→ WORK REQUEST
Scan the records below and report how many lines contain the word "SignatureIndex", giving the number by itself.

→ EXERCISE DATA

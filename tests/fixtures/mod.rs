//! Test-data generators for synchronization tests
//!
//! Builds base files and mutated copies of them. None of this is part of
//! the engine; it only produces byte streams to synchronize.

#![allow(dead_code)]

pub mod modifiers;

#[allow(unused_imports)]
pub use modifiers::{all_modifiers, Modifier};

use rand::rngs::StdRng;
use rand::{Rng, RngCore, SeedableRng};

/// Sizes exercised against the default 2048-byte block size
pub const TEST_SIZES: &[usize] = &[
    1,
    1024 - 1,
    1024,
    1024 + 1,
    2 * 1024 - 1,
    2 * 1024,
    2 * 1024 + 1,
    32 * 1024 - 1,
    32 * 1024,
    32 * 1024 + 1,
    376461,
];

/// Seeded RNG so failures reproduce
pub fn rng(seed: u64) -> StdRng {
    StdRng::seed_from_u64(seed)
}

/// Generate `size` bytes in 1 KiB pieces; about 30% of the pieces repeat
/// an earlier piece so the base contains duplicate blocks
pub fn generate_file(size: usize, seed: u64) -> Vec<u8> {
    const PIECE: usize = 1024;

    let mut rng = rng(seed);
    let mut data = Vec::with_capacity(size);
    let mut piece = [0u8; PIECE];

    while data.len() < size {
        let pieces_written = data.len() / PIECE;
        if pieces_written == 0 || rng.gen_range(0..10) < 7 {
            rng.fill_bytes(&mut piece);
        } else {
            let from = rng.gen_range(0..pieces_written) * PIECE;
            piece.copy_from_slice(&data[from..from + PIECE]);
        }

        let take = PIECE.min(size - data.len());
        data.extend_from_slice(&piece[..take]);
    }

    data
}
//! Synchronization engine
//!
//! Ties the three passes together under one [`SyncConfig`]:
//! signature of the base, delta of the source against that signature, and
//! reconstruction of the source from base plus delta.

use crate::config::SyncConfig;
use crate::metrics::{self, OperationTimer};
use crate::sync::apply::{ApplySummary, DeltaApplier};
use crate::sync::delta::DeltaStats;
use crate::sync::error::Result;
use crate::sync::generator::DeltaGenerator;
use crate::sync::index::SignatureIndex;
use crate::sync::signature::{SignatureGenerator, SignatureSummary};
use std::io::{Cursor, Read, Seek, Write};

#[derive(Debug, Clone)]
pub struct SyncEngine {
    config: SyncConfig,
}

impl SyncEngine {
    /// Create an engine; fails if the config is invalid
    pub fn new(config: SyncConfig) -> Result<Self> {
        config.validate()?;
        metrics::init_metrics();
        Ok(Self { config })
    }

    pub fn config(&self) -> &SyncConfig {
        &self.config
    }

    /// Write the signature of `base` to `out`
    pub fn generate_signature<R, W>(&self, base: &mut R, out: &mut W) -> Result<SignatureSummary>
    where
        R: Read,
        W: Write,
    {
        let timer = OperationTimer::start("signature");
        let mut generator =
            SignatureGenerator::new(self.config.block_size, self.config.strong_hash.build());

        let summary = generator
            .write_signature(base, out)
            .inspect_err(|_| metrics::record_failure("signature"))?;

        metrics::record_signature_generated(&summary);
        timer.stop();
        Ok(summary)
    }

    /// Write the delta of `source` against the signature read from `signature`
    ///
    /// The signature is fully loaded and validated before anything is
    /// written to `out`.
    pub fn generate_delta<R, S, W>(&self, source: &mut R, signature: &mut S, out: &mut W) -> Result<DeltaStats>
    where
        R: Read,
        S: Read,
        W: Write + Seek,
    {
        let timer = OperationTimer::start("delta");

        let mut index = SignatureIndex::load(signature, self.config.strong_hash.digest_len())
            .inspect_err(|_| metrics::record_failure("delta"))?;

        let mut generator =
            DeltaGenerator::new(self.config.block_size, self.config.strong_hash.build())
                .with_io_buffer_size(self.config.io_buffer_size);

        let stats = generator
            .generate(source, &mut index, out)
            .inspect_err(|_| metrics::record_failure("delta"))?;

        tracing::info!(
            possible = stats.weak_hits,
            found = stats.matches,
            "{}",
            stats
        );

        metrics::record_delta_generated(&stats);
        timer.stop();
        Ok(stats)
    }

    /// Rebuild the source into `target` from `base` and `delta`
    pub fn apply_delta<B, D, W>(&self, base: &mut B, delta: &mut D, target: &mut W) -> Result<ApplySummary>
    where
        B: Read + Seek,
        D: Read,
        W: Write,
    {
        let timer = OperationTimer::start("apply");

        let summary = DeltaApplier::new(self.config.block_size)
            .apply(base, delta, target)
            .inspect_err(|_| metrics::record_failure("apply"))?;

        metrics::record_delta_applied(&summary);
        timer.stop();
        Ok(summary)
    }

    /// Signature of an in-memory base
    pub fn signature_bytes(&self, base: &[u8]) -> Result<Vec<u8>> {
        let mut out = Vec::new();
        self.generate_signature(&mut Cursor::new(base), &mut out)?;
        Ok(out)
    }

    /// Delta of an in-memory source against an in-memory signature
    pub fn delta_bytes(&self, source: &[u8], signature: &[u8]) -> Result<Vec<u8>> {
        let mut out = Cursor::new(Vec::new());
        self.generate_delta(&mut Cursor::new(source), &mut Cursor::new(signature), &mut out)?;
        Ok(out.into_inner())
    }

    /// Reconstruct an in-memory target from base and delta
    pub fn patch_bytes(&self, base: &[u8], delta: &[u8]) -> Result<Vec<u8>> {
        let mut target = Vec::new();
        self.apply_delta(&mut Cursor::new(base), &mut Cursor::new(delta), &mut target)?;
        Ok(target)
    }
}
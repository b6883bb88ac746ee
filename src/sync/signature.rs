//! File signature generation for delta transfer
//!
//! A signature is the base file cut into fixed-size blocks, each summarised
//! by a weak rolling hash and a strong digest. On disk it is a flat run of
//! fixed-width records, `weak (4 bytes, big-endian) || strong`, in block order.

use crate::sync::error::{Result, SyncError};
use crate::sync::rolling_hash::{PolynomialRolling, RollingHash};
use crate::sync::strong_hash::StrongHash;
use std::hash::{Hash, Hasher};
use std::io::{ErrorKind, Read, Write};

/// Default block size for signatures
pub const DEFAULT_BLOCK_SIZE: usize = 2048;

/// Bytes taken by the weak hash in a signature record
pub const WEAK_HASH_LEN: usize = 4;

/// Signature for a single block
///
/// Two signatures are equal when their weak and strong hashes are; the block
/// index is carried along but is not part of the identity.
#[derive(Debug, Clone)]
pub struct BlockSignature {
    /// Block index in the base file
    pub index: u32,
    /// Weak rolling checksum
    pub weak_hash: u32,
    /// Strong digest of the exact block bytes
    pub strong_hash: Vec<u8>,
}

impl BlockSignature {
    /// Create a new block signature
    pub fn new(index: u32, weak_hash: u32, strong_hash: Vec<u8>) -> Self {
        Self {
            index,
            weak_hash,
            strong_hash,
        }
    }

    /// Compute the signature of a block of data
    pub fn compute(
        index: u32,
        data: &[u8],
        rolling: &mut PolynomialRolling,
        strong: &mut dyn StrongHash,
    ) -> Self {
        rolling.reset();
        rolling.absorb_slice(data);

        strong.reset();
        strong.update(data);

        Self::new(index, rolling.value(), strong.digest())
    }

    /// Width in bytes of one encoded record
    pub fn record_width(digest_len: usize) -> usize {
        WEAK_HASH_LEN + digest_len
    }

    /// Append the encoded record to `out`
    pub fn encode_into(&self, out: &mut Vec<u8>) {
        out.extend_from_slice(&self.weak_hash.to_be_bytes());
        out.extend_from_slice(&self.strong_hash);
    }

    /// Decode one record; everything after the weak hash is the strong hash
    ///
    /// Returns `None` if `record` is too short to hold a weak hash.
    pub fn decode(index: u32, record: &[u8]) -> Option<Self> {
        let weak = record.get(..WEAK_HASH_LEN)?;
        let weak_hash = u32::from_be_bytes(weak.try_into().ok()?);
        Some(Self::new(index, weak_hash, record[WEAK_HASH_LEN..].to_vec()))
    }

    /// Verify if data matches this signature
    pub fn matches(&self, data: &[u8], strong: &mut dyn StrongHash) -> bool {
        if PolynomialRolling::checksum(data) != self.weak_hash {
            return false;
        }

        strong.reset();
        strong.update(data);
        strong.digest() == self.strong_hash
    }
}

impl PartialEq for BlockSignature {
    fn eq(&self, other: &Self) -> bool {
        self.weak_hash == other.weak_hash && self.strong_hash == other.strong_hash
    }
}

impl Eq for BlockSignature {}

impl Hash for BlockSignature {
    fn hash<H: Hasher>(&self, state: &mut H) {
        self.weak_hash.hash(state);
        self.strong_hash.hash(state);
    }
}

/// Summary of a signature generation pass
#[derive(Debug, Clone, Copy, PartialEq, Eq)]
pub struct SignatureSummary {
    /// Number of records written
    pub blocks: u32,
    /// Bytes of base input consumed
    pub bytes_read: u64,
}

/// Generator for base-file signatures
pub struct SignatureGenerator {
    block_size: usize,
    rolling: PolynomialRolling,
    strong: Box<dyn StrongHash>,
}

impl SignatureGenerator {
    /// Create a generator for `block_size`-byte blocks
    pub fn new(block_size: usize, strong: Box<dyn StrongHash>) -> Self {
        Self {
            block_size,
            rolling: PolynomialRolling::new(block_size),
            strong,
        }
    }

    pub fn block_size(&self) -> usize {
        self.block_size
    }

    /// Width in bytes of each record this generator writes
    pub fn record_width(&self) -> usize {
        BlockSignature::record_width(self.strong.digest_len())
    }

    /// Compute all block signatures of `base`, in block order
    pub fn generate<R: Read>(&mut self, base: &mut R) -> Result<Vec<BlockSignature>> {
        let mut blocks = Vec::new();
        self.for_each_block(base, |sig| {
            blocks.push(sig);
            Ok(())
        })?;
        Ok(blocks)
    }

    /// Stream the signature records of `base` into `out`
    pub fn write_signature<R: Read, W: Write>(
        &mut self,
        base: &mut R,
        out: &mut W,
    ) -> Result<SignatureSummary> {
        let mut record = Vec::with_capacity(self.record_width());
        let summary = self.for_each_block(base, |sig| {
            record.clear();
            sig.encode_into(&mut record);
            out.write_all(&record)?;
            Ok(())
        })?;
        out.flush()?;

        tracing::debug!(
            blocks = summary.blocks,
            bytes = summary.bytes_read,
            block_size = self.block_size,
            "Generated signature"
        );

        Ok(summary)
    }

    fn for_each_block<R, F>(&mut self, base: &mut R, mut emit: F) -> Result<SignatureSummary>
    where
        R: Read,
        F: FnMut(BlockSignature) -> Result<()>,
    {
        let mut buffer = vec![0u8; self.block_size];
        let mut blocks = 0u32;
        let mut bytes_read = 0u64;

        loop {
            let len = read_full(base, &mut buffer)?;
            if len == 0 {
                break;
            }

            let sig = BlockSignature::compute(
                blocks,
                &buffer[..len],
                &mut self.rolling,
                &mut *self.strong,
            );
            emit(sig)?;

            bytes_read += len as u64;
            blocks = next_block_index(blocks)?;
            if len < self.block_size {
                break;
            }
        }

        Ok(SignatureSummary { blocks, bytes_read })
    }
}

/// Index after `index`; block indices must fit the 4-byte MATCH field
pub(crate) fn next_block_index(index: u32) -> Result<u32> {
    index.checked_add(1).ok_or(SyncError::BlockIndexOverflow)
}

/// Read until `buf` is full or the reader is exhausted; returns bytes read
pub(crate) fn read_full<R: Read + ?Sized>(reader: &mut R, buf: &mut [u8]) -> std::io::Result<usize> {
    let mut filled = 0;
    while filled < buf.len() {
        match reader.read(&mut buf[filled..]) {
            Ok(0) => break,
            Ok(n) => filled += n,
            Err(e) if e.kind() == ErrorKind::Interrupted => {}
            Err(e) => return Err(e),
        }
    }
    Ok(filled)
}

→ RESULT
2